EN CARTAGENA, A QUIÉN PIJO QUIEREN ENGAÑAR CON EL SUBMARINO

De momento Navantia, la añorada Basán, es como un monasterio de recogida laboral de dos sectas: El opus-pus y los sindicatos; politizadas las dos a tope, y con menos futuro por delante que un caramelo en la puerta de un colegio en los tiempos franquistas.

De las diez navieras que controlan el mercado mundial de los fletes agrupadas en tres grandes bloques, ninguna naviera es española; y, por lo tanto, en otra cosa más, España no pinta nada en el mercado mundial de los fletes. Aunque ahora, incluso aquí, en España, en los Nuevos Estados Pontificios de nuevo estilo, tipo del nuestro, nos repiten continuamente que somos Europa. Y dentro de Europa una de las patas fuertes de la mesa europea; Y, en verdad, que tal cosa se lo puede creer los muchos y abundantes que siguen viviendo y comiendo del cuento y el postureo patriótico nacional-socialista-comunista funcionarial-católico, que nos ahoga.

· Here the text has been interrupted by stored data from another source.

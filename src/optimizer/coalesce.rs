//! Merges adjacent `Data` siblings produced by raw-block flattening and
//! dead-code elimination into a single node, grounded in
//! `optimizer/data_coalescer.py`.

use crate::ast::Node;
use crate::optimizer::PassStats;

pub fn run(nodes: &mut Vec<Node>) -> PassStats {
    let mut stats = PassStats::default();
    *nodes = rewrite(std::mem::take(nodes), &mut stats);
    stats
}

fn rewrite(nodes: Vec<Node>, stats: &mut PassStats) -> Vec<Node> {
    let mut out: Vec<Node> = Vec::with_capacity(nodes.len());
    for mut node in nodes {
        recurse_into(&mut node, stats);
        if let Node::Data(span, text) = &node {
            if let Some(Node::Data(_, prev_text)) = out.last_mut() {
                prev_text.push_str(text);
                stats.nodes_changed += 1;
                continue;
            }
            out.push(Node::Data(*span, text.clone()));
            continue;
        }
        out.push(node);
    }
    out
}

fn recurse_into(node: &mut Node, stats: &mut PassStats) {
    match node {
        Node::If(_, n) => {
            n.body = rewrite(std::mem::take(&mut n.body), stats);
            for (_, body) in n.elifs.iter_mut() {
                *body = rewrite(std::mem::take(body), stats);
            }
            n.else_body = rewrite(std::mem::take(&mut n.else_body), stats);
        }
        Node::Unless(_, n) => {
            n.body = rewrite(std::mem::take(&mut n.body), stats);
            n.else_body = rewrite(std::mem::take(&mut n.else_body), stats);
        }
        Node::For(_, n) => {
            n.body = rewrite(std::mem::take(&mut n.body), stats);
            n.empty_body = rewrite(std::mem::take(&mut n.empty_body), stats);
        }
        Node::With(_, n) => n.body = rewrite(std::mem::take(&mut n.body), stats),
        Node::WithHugo(_, n) => n.body = rewrite(std::mem::take(&mut n.body), stats),
        Node::Capture(_, n) => n.body = rewrite(std::mem::take(&mut n.body), stats),
        Node::Cache(_, n) => n.body = rewrite(std::mem::take(&mut n.body), stats),
        Node::FilterBlock(_, n) => n.body = rewrite(std::mem::take(&mut n.body), stats),
        Node::Macro(_, n) => n.body = rewrite(std::mem::take(&mut n.body), stats),
        Node::CallBlock(_, n) => n.body = rewrite(std::mem::take(&mut n.body), stats),
        Node::Match(_, n) => {
            for (_, body) in n.arms.iter_mut() {
                *body = rewrite(std::mem::take(body), stats);
            }
        }
        Node::Spaceless(_, body) => *body = rewrite(std::mem::take(body), stats),
        Node::Block(_, b) => b.body = rewrite(std::mem::take(&mut b.body), stats),
        _ => {}
    }
}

Aquella poderosa industria naval que la gente de mi edad conocimos, que daba empleo directo a mucho más de cincuenta mil obreros cualificados y cobrando lo necesario para vivir decentemente, gracias a la derechona casposa española, y a “nozotros, no verdad Arfonzo, no zemos como ellos”, siguiendo al píe de la letra lo ordenado por EE.UU, mandaron al carajo a toda una riqueza laboral y a un futuro que, todavía, en la actualidad, a pesar de los grandes políticos que hemos tenido y seguimos teniendo y más que vienen porque están en puertas, hay navegando en el mundo unos ochenta mil buques, de los cuales menos de diez unidades de ellos se han construido en astilleros españoles, y el resto en países que han actualizado la tecnología a las nuevas necesidades constructivas.

Pero, en el citado monasterio ideológico de recogida laboral, Navantia, que no pasa de ser como una inmensa tienda de chinos a la inversa, y lo que construye ya está desfasado y no vale para nada, se suma a la apuesta cartagenera por las energías fósiles, Refinería, y a la construcción de armas para la guerra, dos cosas sin futuro, afortunadamente.

Y si existe un país donde las banderas llamadas de conveniencia…entre granujas: armadores y políticos, ese país puede que sea España, que, actualmente, de ser la sexta potencia mundial en arqueo marítimo y en número de buques, en nuestros días, con bandera española sumando carga y pasajeros, no se cuenta ni cien buques mercantes.

Y tal asunto, la construcción naval, que, paradójicamente la han desarrollado y mantenido los países que mejor pagan los jornales a los obreros, en zonas como la cortijá cartagenera, la construcción naval ha quedado reducida a construir submarinos, costosos e inútiles, pero que permiten romper muchas pieles tensadas de borregos en los tambores que pueden servir para publicitar que las armas de guerra son la salvación patria. O también para marcar el paso de una ciudad que se mueve al ritmo de los remeros encadenados, para los cuales el tambor era un instrumento necesario para evitar latigazos.

Pero por más que se publicite, metiendo la mano en la bolsa pública del dinero, diciendo que las bases de un futuro esperanzador y brillante radica en la construcción de maquinaria para la guerra, o en refinar magma de la tierra, tiempos tienen que venir; gentes tienen que estar o venir, que frenen una locura egoísta particular y privada de unos reductos donde abundan las borracheras de agua bendita, base de un Estado Pontificio moderno en los diezmos y primicias.

El excelente navegante portugués Diego Cao, allá por el siglo XV, cuando volvió a Lisboa sobrepasando en latitud sur la desembocadura del río Congo, como desinformó al rey portugués don Juan II, diciendo que había encontrado el paso meridional africano hacia las mares de oriente, todas las campanas lusas fueron echadas a doblar de alegría; pero, cuando el monarca se enteró del engaño, lo quitó del número de nobles y lo desterró.

Aquí todo es al contrario. Los errores son los que mejor prensa tienen.